Seollal (Korean Lunar New Year)
Seollal (Lunar New Year; January 1 of the lunar calendar) is one of the most celebrated national holidays in Korea. This year, Seollal falls on February 19 of the Gregorian calendar. More than just a holiday to mark the beginning of a new year, Seollal is truly a special occasion for Korean people. Not only is it a time for paying respect to ancestors, but it is also an opportunity to catch up with distant family members who travel home to get together for this special occasion. During Seollal, Koreans traditionally wear hanbok (traditional clothes), perform ancestral rites, play folk games, eat traditional foods, listen to stories, and catch up with one another. Read on to discover how Koreans celebrate Seollal.
The day before Seollal: Busy with preparations!
Seollal demands a lot of preparation, especially in terms of gifts, traveling, and not to mention, the holiday feast! As there are many things to purchase for the ancestral rites and gifts, department stores and markets are usually very crowded during the days leading up to Seollal. The foods for ancestral rites are prepared with a variety of wild herbs, meat, fish, and fruits all chosen with great attention paid to the quality of their shape, color, and freshness.
Another crucial part of preparing for Seollal, especially for those far from home, is travel arrangements. Many people live away from their family home because of work, marriage, or study, and therefore must travel to celebrate Seollal with their families. So, there is a mad rush to book buses, trains, or plane tickets before they all sell out. Meanwhile, traveling by car during the holiday can take over two to four times the normal travel time due to heavy traffic. For this reason, real-time reports of highway traffic conditions during Seollal are broadcast on the radio and other mass media channels.
On the day of Seollal: Partake in ancestral rites and enjoy traditional games!

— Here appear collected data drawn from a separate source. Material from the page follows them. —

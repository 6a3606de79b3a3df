use super::*;

#[test]
fn over_opacity_0_is_noop() {
    let dst = [1, 2, 3, 4];
    let src = [200, 200, 200, 200];
    assert_eq!(over(dst, src, 0.0), dst);
}

#[test]
fn over_src_alpha_0_is_noop() {
    let dst = [10, 20, 30, 40];
    let src = [255, 255, 255, 0];
    assert_eq!(over(dst, src, 1.0), dst);
}

#[test]
fn over_src_opaque_replaces_dst() {
    let dst = [0, 0, 0, 255];
    let src = [255, 0, 0, 255];
    assert_eq!(over(dst, src, 1.0), src);
}

#[test]
fn over_dst_transparent_returns_scaled_src() {
    let dst = [0, 0, 0, 0];
    let src = [100, 110, 120, 200];
    assert_eq!(over(dst, src, 1.0), src);
}

#[test]
fn over_half_opacity_blends() {
    let out = over([0, 0, 0, 255], [255, 255, 255, 255], 0.5);
    assert_eq!(out[3], 255);
    assert!(out[0] > 120 && out[0] < 135);
}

The morning of Seollal begins with an ancestral rite. Family members, each dressed up for the occasion (traditionally in hanbok, but often in Western formal attire), gather in front of the ritual table and set on it an ancestral tablet and dishes of ritual foods, which are according to the laws of ancestral rites. Once set, the rite begins with deep bows as greetings to the ancestor spirits, and proceeds with offerings and prayers before ending with bidding farewell to the spirits. The ritual is conducted to express respect and gratitude to one’s ancestors and to pray for the family’s well-being throughout the year.

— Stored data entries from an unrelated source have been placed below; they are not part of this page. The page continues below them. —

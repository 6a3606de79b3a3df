use std::path::PathBuf;
use std::sync::Arc;

use crate::foundation::core::{LayerId, Point, Region};
use crate::foundation::error::{CanvasError, CanvasResult};

/// Highest accepted feather value.
pub const MAX_FEATHER: u8 = 100;

/// Where a layer's pixels come from.
#[derive(Clone, Debug, PartialEq)]
pub enum AssetSource {
    /// Encoded image bytes held in memory (uploads, pastes, generated images).
    Bytes(Arc<[u8]>),
    /// A file on disk, absolute or relative to the asset store root.
    File(PathBuf),
    /// A remote or opaque URI the engine cannot rasterize itself (e.g. a rendered video).
    Remote(String),
}

impl AssetSource {
    /// Wrap owned bytes.
    pub fn bytes(bytes: impl Into<Arc<[u8]>>) -> Self {
        AssetSource::Bytes(bytes.into())
    }
}

/// How a layer's asset is mapped into its box.
#[derive(Clone, Copy, Debug, Default, PartialEq, Eq, Hash, serde::Serialize, serde::Deserialize)]
#[serde(rename_all = "snake_case")]
pub enum RenderFit {
    /// Scale to cover the box, cropping the overflow.
    Cover,
    /// Stretch to the exact box.
    #[default]
    Fill,
}

/// Layer kind without its payload.
#[derive(Clone, Copy, Debug, PartialEq, Eq, Hash)]
pub enum LayerKind {
    /// Uploaded or pasted picture.
    Image,
    /// Generated picture.
    Generation,
    /// Generated video.
    Video,
}

/// Kind-specific payload of a layer.
#[derive(Clone, Debug, PartialEq)]
pub enum LayerContent {
    /// Uploaded or pasted picture.
    Image {
        /// Picture source.
        source: AssetSource,
    },
    /// Picture returned by the generation backend.
    Generation {
        /// Picture source.
        source: AssetSource,
        /// Prompt the picture was generated from.
        prompt: String,
    },
    /// Video returned by the generation backend.
    Video {
        /// Video source.
        source: AssetSource,
        /// Playback state.
        playing: bool,
    },
}

impl LayerContent {
    /// Kind tag.
    pub fn kind(&self) -> LayerKind {
        match self {
            LayerContent::Image { .. } => LayerKind::Image,
            LayerContent::Generation { .. } => LayerKind::Generation,
            LayerContent::Video { .. } => LayerKind::Video,
        }
    }

    /// Asset source regardless of kind.
    pub fn source(&self) -> &AssetSource {
        match self {
            LayerContent::Image { source }
            | LayerContent::Generation { source, .. }
            | LayerContent::Video { source, .. } => source,
        }
    }

    /// Still-image source; `None` for video, which has no raster frame to composite.
    pub fn still_source(&self) -> Option<&AssetSource> {
        match self {
            LayerContent::Video { .. } => None,
            other => Some(other.source()),
        }
    }
}

/// A positioned asset on the canvas.
///
/// Layers are owned by [`crate::LayerStack`]; geometry and flags change only through the stack's
/// operations.
#[derive(Clone, Debug, PartialEq)]
pub struct Layer {
    id: LayerId,
    name: String,
    visible: bool,
    locked: bool,
    content: LayerContent,
    bounds: Region,
    initial: Option<Region>,
    feather: u8,
    render_fit: RenderFit,
}

impl Layer {
    /// Create a visible, unlocked layer whose creation placement is `bounds`.
    pub fn new(
        id: LayerId,
        name: impl Into<String>,
        content: LayerContent,
        bounds: Region,
    ) -> CanvasResult<Self> {
        bounds.ensure_positive()?;
        Ok(Self {
            id,
            name: name.into(),
            visible: true,
            locked: false,
            content,
            bounds,
            initial: Some(bounds),
            feather: 0,
            render_fit: RenderFit::default(),
        })
    }

    /// Override the recorded creation placement (or drop it).
    pub fn with_initial(mut self, initial: Option<Region>) -> Self {
        self.initial = initial;
        self
    }

    /// Set the render-fit policy.
    pub fn with_render_fit(mut self, fit: RenderFit) -> Self {
        self.render_fit = fit;
        self
    }

    /// Set the edge feather, clamped to `0..=100`.
    pub fn with_feather(mut self, feather: u8) -> Self {
        self.feather = feather.min(MAX_FEATHER);
        self
    }

    /// Set the visibility flag.
    pub fn with_visible(mut self, visible: bool) -> Self {
        self.visible = visible;
        self
    }

    /// Set the lock flag.
    pub fn with_locked(mut self, locked: bool) -> Self {
        self.locked = locked;
        self
    }

    pub fn id(&self) -> LayerId {
        self.id
    }

    pub fn name(&self) -> &str {
        &self.name
    }

    pub fn visible(&self) -> bool {
        self.visible
    }

    pub fn locked(&self) -> bool {
        self.locked
    }

    pub fn content(&self) -> &LayerContent {
        &self.content
    }

    pub fn kind(&self) -> LayerKind {
        self.content.kind()
    }

    /// World-space box.
    pub fn bounds(&self) -> Region {
        self.bounds
    }

    /// Placement recorded at creation.
    pub fn initial(&self) -> Option<Region> {
        self.initial
    }

    pub fn feather(&self) -> u8 {
        self.feather
    }

    pub fn render_fit(&self) -> RenderFit {
        self.render_fit
    }

    /// Playback state for video layers, `None` otherwise.
    pub fn playing(&self) -> Option<bool> {
        match self.content {
            LayerContent::Video { playing, .. } => Some(playing),
            _ => None,
        }
    }

    /// Suggested file name for saving the layer's asset: the name with whitespace runs turned
    /// into `_`, plus `.mp4` for videos and `.png` otherwise.
    pub fn download_name(&self) -> String {
        let stem = self.name.split_whitespace().collect::<Vec<_>>().join("_");
        let stem = if stem.is_empty() {
            self.id.to_string()
        } else {
            stem
        };
        let ext = match self.kind() {
            LayerKind::Video => "mp4",
            LayerKind::Image | LayerKind::Generation => "png",
        };
        format!("{stem}.{ext}")
    }

    /// `true` when `p` lies inside the box (edges included).
    pub fn contains(&self, p: Point) -> bool {
        self.bounds.contains(p)
    }

    pub(crate) fn set_origin(&mut self, origin: Point) {
        self.bounds = self.bounds.with_origin(origin);
    }

    pub(crate) fn set_feather(&mut self, feather: u8) {
        self.feather = feather.min(MAX_FEATHER);
    }

    pub(crate) fn set_visible(&mut self, visible: bool) {
        self.visible = visible;
    }

    pub(crate) fn set_playing(&mut self, value: bool) -> bool {
        match &mut self.content {
            LayerContent::Video { playing, .. } => {
                *playing = value;
                true
            }
            _ => false,
        }
    }

    /// Restore the creation placement. Returns `false` when none was recorded.
    pub(crate) fn reset_geometry(&mut self) -> bool {
        match self.initial {
            Some(initial) => {
                self.bounds = initial;
                true
            }
            None => false,
        }
    }

    pub(crate) fn apply(&mut self, patch: &LayerPatch) -> CanvasResult<()> {
        let bounds = Region::new(
            patch.x.unwrap_or(self.bounds.x),
            patch.y.unwrap_or(self.bounds.y),
            patch.width.unwrap_or(self.bounds.width),
            patch.height.unwrap_or(self.bounds.height),
        );
        bounds.ensure_positive()?;
        if let Some(feather) = patch.feather
            && feather > MAX_FEATHER
        {
            return Err(CanvasError::validation(format!(
                "feather must be within 0..={MAX_FEATHER}, got {feather}"
            )));
        }

        self.bounds = bounds;
        if let Some(name) = &patch.name {
            self.name = name.clone();
        }
        if let Some(visible) = patch.visible {
            self.visible = visible;
        }
        if let Some(locked) = patch.locked {
            self.locked = locked;
        }
        if let Some(feather) = patch.feather {
            self.feather = feather;
        }
        if let Some(fit) = patch.render_fit {
            self.render_fit = fit;
        }
        if let Some(playing) = patch.playing {
            self.set_playing(playing);
        }
        Ok(())
    }
}

/// Shallow partial update for [`crate::LayerStack::update`]. `None` fields are left untouched.
#[derive(Clone, Debug, Default, PartialEq)]
pub struct LayerPatch {
    pub name: Option<String>,
    pub visible: Option<bool>,
    pub locked: Option<bool>,
    pub x: Option<f64>,
    pub y: Option<f64>,
    pub width: Option<f64>,
    pub height: Option<f64>,
    pub feather: Option<u8>,
    pub render_fit: Option<RenderFit>,
    /// Ignored for non-video layers.
    pub playing: Option<bool>,
}

#[cfg(test)]
#[path = "../../tests/unit/layers/model.rs"]
mod tests;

Following the rite, everyone gathers together and eats the ritual food. The main dish of the day is tteokguk, a traditional soup made with sliced rice cakes, beef, egg, vegetables, and other ingredients. In Korea, eating tteokguk on New Year’s Day is believed to add a year to one’s age. People often ask each other, “How many servings of tteokguk have you had?” as a fun way to ask each other’s age.

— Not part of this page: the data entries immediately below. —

use super::*;
use crate::config::{SelectionConfig, ViewportConfig};
use crate::foundation::core::{Region, Size};
use crate::layers::model::{AssetSource, Layer, LayerContent};
use crate::resolution::Resolution;

struct Fixture {
    viewport: Viewport,
    selection: SelectionEngine,
    layers: LayerStack,
    table: ResolutionTable,
    generating: bool,
}

impl Fixture {
    /// Identity view: zoom 1, no offset.
    fn new() -> Self {
        let cfg = ViewportConfig {
            world_size: 1000.0,
            initial_view_width: 1000.0,
            ..ViewportConfig::default()
        };
        Self {
            viewport: Viewport::new(Size::new(1000.0, 1000.0), cfg),
            selection: SelectionEngine::new(SelectionConfig::default()),
            layers: LayerStack::new(),
            table: ResolutionTable::new(vec![
                Resolution::new(1024, 1024, 1.0),
                Resolution::new(1820, 1024, 1.78),
            ]),
            generating: false,
        }
    }

    fn ctx(&mut self) -> CanvasContext<'_> {
        CanvasContext {
            viewport: &mut self.viewport,
            selection: &mut self.selection,
            layers: &mut self.layers,
            table: &self.table,
            generating: self.generating,
        }
    }

    fn add_layer(&mut self, name: &str, bounds: Region) -> LayerId {
        let layer = Layer::new(
            self.layers.next_id(),
            name,
            LayerContent::Image {
                source: AssetSource::Remote(name.into()),
            },
            bounds,
        )
        .unwrap();
        self.layers.push(layer).unwrap()
    }
}

const P1: PointerId = PointerId(1);
const P2: PointerId = PointerId(2);

fn down(pointer: PointerId, x: f64, y: f64) -> InputEvent {
    InputEvent::Down {
        pointer,
        position: Point::new(x, y),
        button: PointerButton::Primary,
    }
}

fn mv(pointer: PointerId, x: f64, y: f64) -> InputEvent {
    InputEvent::Move {
        pointer,
        position: Point::new(x, y),
    }
}

fn up(pointer: PointerId) -> InputEvent {
    InputEvent::Up { pointer }
}

#[test]
fn select_tool_draws_snapped_selection() {
    let mut fx = Fixture::new();
    let mut gc = GestureController::new(Tool::Select);

    assert_eq!(gc.handle(down(P1, 0.0, 0.0), &mut fx.ctx()), GestureEffect::Selection);
    assert_eq!(gc.mode(), GestureMode::DrawingSelection { pointer: P1 });
    assert_eq!(gc.handle(mv(P1, 200.0, 50.0), &mut fx.ctx()), GestureEffect::Selection);
    gc.handle(up(P1), &mut fx.ctx());

    let r = fx.selection.current().unwrap();
    assert_eq!((r.x, r.y, r.height), (0.0, 0.0, 50.0));
    assert!((r.width - 89.0).abs() < 1e-9);
    assert_eq!(gc.mode(), GestureMode::Idle);
}

#[test]
fn tiny_selection_is_discarded_on_release() {
    let mut fx = Fixture::new();
    let mut gc = GestureController::new(Tool::Select);
    gc.handle(down(P1, 0.0, 0.0), &mut fx.ctx());
    gc.handle(mv(P1, 5.0, 5.0), &mut fx.ctx());
    gc.handle(up(P1), &mut fx.ctx());
    assert_eq!(fx.selection.current(), None);
}

#[test]
fn pressing_inside_selection_slides_it_on_one_axis() {
    let mut fx = Fixture::new();
    fx.selection.set(Region::new(0.0, 0.0, 100.0, 100.0));
    let mut gc = GestureController::new(Tool::Select);

    assert_eq!(gc.handle(down(P1, 50.0, 50.0), &mut fx.ctx()), GestureEffect::Ignored);
    assert_eq!(gc.mode(), GestureMode::DraggingSelection { pointer: P1 });
    gc.handle(mv(P1, 70.0, 53.0), &mut fx.ctx());
    gc.handle(mv(P1, 80.0, 90.0), &mut fx.ctx());
    gc.handle(up(P1), &mut fx.ctx());

    assert_eq!(fx.selection.current(), Some(Region::new(30.0, 0.0, 100.0, 100.0)));
}

#[test]
fn pressing_outside_selection_starts_a_new_one() {
    let mut fx = Fixture::new();
    fx.selection.set(Region::new(0.0, 0.0, 100.0, 100.0));
    let mut gc = GestureController::new(Tool::Select);
    gc.handle(down(P1, 500.0, 500.0), &mut fx.ctx());
    assert_eq!(fx.selection.current(), None);
    assert_eq!(gc.mode(), GestureMode::DrawingSelection { pointer: P1 });
}

#[test]
fn middle_button_pans_with_any_tool() {
    let mut fx = Fixture::new();
    let mut gc = GestureController::new(Tool::Eraser);
    gc.handle(
        InputEvent::Down {
            pointer: P1,
            position: Point::new(100.0, 100.0),
            button: PointerButton::Middle,
        },
        &mut fx.ctx(),
    );
    assert_eq!(gc.handle(mv(P1, 110.0, 105.0), &mut fx.ctx()), GestureEffect::Viewport);
    assert_eq!(fx.viewport.offset(), Vec2::new(10.0, 5.0));
}

#[test]
fn hand_tool_pans() {
    let mut fx = Fixture::new();
    let mut gc = GestureController::new(Tool::Hand);
    gc.handle(down(P1, 0.0, 0.0), &mut fx.ctx());
    gc.handle(mv(P1, -20.0, 0.0), &mut fx.ctx());
    gc.handle(mv(P1, -30.0, 10.0), &mut fx.ctx());
    assert_eq!(fx.viewport.offset(), Vec2::new(-30.0, 10.0));
}

#[test]
fn move_tool_keeps_grab_point() {
    let mut fx = Fixture::new();
    let id = fx.add_layer("A", Region::new(100.0, 100.0, 50.0, 50.0));
    fx.layers.deselect();
    let mut gc = GestureController::new(Tool::Move);

    assert_eq!(
        gc.handle(down(P1, 110.0, 120.0), &mut fx.ctx()),
        GestureEffect::LayerFocused(id)
    );
    assert_eq!(fx.layers.selected(), Some(id));
    assert_eq!(gc.handle(mv(P1, 210.0, 220.0), &mut fx.ctx()), GestureEffect::LayerMoved(id));
    assert_eq!(fx.layers.get(id).unwrap().bounds().origin(), Point::new(200.0, 200.0));
}

#[test]
fn move_tool_skips_locked_layers() {
    let mut fx = Fixture::new();
    let below = fx.add_layer("below", Region::new(0.0, 0.0, 100.0, 100.0));
    let above = fx.add_layer("above", Region::new(0.0, 0.0, 100.0, 100.0));
    fx.layers
        .update(
            above,
            &crate::layers::model::LayerPatch {
                locked: Some(true),
                ..Default::default()
            },
        )
        .unwrap();
    let mut gc = GestureController::new(Tool::Move);
    assert_eq!(
        gc.handle(down(P1, 10.0, 10.0), &mut fx.ctx()),
        GestureEffect::LayerFocused(below)
    );
}

#[test]
fn layer_edits_are_suspended_while_generating() {
    let mut fx = Fixture::new();
    let id = fx.add_layer("A", Region::new(0.0, 0.0, 100.0, 100.0));
    fx.generating = true;

    let mut gc = GestureController::new(Tool::Move);
    assert_eq!(gc.handle(down(P1, 10.0, 10.0), &mut fx.ctx()), GestureEffect::Ignored);
    assert_eq!(gc.mode(), GestureMode::Idle);

    gc.set_tool(Tool::Eraser);
    assert_eq!(gc.handle(down(P1, 10.0, 10.0), &mut fx.ctx()), GestureEffect::Ignored);
    assert!(fx.layers.get(id).is_some());

    gc.set_tool(Tool::Select);
    assert_eq!(gc.handle(down(P1, 10.0, 10.0), &mut fx.ctx()), GestureEffect::Selection);
}

#[test]
fn eraser_removes_topmost_hit_and_clears_redo() {
    let mut fx = Fixture::new();
    let a = fx.add_layer("A", Region::new(0.0, 0.0, 100.0, 100.0));
    let _b = fx.add_layer("B", Region::new(500.0, 500.0, 10.0, 10.0));
    fx.layers.undo();
    assert!(fx.layers.can_redo());

    let mut gc = GestureController::new(Tool::Eraser);
    assert_eq!(gc.handle(down(P1, 50.0, 50.0), &mut fx.ctx()), GestureEffect::LayerErased(a));
    assert!(fx.layers.is_empty());
    assert!(!fx.layers.can_redo());
    assert_eq!(gc.handle(mv(P1, 60.0, 60.0), &mut fx.ctx()), GestureEffect::Ignored);
}

#[test]
fn double_click_selects_layer_bounds_even_when_locked() {
    let mut fx = Fixture::new();
    let bounds = Region::new(10.0, 20.0, 300.0, 200.0);
    let id = fx.add_layer("A", bounds);
    fx.layers
        .update(
            id,
            &crate::layers::model::LayerPatch {
                locked: Some(true),
                ..Default::default()
            },
        )
        .unwrap();
    fx.layers.deselect();

    let mut gc = GestureController::new(Tool::Hand);
    let effect = gc.handle(
        InputEvent::DoubleClick {
            position: Point::new(50.0, 50.0),
        },
        &mut fx.ctx(),
    );
    assert_eq!(effect, GestureEffect::LayerFocused(id));
    assert_eq!(fx.selection.current(), Some(bounds));
    assert_eq!(fx.layers.selected(), Some(id));
}

#[test]
fn second_pointer_preempts_into_pinch() {
    let mut fx = Fixture::new();
    let mut gc = GestureController::new(Tool::Select);
    gc.handle(down(P1, 400.0, 500.0), &mut fx.ctx());
    gc.handle(down(P2, 600.0, 500.0), &mut fx.ctx());
    assert!(matches!(gc.mode(), GestureMode::PinchZoomPan { .. }));
    assert!(!fx.selection.is_dragging());

    assert_eq!(gc.handle(mv(P2, 800.0, 500.0), &mut fx.ctx()), GestureEffect::Viewport);
    assert!((fx.viewport.zoom() - 2.0).abs() < 1e-9);

    gc.handle(up(P1), &mut fx.ctx());
    assert_eq!(gc.mode(), GestureMode::Idle);
    assert_eq!(gc.handle(mv(P2, 900.0, 500.0), &mut fx.ctx()), GestureEffect::Ignored);
}

fn assert_second_pointer_pinches(fx: &mut Fixture, gc: &mut GestureController) {
    gc.handle(down(P1, 400.0, 500.0), &mut fx.ctx());
    assert_eq!(gc.mode(), GestureMode::Idle);
    gc.handle(down(P2, 600.0, 500.0), &mut fx.ctx());
    assert!(matches!(gc.mode(), GestureMode::PinchZoomPan { .. }));
    assert_eq!(gc.handle(mv(P2, 800.0, 500.0), &mut fx.ctx()), GestureEffect::Viewport);
    assert!((fx.viewport.zoom() - 2.0).abs() < 1e-9);
}

#[test]
fn pinch_starts_after_move_press_on_empty_canvas() {
    let mut fx = Fixture::new();
    let mut gc = GestureController::new(Tool::Move);
    assert_second_pointer_pinches(&mut fx, &mut gc);
}

#[test]
fn pinch_starts_after_suspended_move_press() {
    let mut fx = Fixture::new();
    fx.add_layer("A", Region::new(0.0, 0.0, 1000.0, 1000.0));
    fx.generating = true;
    let mut gc = GestureController::new(Tool::Move);
    assert_second_pointer_pinches(&mut fx, &mut gc);
}

#[test]
fn pinch_starts_after_secondary_press() {
    let mut fx = Fixture::new();
    let mut gc = GestureController::new(Tool::Select);
    gc.handle(
        InputEvent::Down {
            pointer: P1,
            position: Point::new(400.0, 500.0),
            button: PointerButton::Secondary,
        },
        &mut fx.ctx(),
    );
    gc.handle(down(P2, 600.0, 500.0), &mut fx.ctx());
    assert!(matches!(gc.mode(), GestureMode::PinchZoomPan { .. }));
}

#[test]
fn pinch_keeps_center_anchored() {
    let mut fx = Fixture::new();
    let mut gc = GestureController::new(Tool::Hand);
    gc.handle(down(P1, 400.0, 500.0), &mut fx.ctx());
    gc.handle(down(P2, 600.0, 500.0), &mut fx.ctx());
    let anchor_world = fx.viewport.screen_to_world(Point::new(500.0, 500.0));
    gc.handle(mv(P1, 300.0, 500.0), &mut fx.ctx());
    gc.handle(mv(P2, 700.0, 500.0), &mut fx.ctx());
    let after = fx.viewport.world_to_screen(anchor_world);
    assert!((after.x - 500.0).abs() < 1e-9 && (after.y - 500.0).abs() < 1e-9);
}

#[test]
fn vanished_layer_aborts_drag() {
    let mut fx = Fixture::new();
    let id = fx.add_layer("A", Region::new(0.0, 0.0, 100.0, 100.0));
    let mut gc = GestureController::new(Tool::Move);
    gc.handle(down(P1, 10.0, 10.0), &mut fx.ctx());
    fx.layers.remove(id);
    assert_eq!(gc.handle(mv(P1, 20.0, 20.0), &mut fx.ctx()), GestureEffect::Ignored);
    assert_eq!(gc.mode(), GestureMode::Idle);
}

#[test]
fn wheel_zooms_at_cursor() {
    let mut fx = Fixture::new();
    let mut gc = GestureController::default();
    let at = Point::new(250.0, 250.0);
    let effect = gc.handle(
        InputEvent::Wheel {
            position: at,
            delta_y: -100.0,
        },
        &mut fx.ctx(),
    );
    assert_eq!(effect, GestureEffect::Viewport);
    assert!(fx.viewport.zoom() > 1.0);
    assert_eq!(
        gc.handle(
            InputEvent::Wheel {
                position: at,
                delta_y: 0.0,
            },
            &mut fx.ctx()
        ),
        GestureEffect::Ignored
    );
}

After the meal, the younger generations of the family pay respect to their elders by taking a deep bow called sebae, and by presenting them with gifts. Then, the elders offer their blessings and wishes for a prosperous year. Children often receive sebaetdon (New Year’s money) as a Seollal gift. For the remainder of the day, family members play traditional folk games, eat food, and share stories.
Traditional games to enjoy on Seollal
Seollal is an opportunity for the entire family to engage in fun activities together. The most common activity is yutnori, a board game that involves throwing four wooden sticks. This game is so easy to learn that all family members, regardless of age, can enjoy playing in teams and making fun bets. Besides yutnori, traditional games such as jegi-chagi (footbag-like game), neol-twiggi (see-saw), tuho (arrow toss), and yeon-naligi (kite flying) are widely played at places like parks or open areas at palaces and shrines. Lastly, families wind down by going to see a movie or watching Seollal specials on TV.